Exercise objective
Tally the lines below that contain the word "Option", and give only that number.

Listed entries: Begin

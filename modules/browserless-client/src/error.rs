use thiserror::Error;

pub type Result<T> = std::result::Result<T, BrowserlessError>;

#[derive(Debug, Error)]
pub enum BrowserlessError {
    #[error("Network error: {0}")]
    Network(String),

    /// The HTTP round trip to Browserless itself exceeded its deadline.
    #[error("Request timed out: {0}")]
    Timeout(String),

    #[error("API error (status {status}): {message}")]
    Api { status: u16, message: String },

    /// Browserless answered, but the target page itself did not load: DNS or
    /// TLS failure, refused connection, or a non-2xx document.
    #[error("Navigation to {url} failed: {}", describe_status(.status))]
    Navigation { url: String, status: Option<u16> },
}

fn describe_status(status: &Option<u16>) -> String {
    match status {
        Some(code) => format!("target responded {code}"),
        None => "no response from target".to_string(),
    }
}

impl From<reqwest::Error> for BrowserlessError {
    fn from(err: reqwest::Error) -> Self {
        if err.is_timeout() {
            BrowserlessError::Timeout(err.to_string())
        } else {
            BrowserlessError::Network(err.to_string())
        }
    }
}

Listed entries: End

Task response
2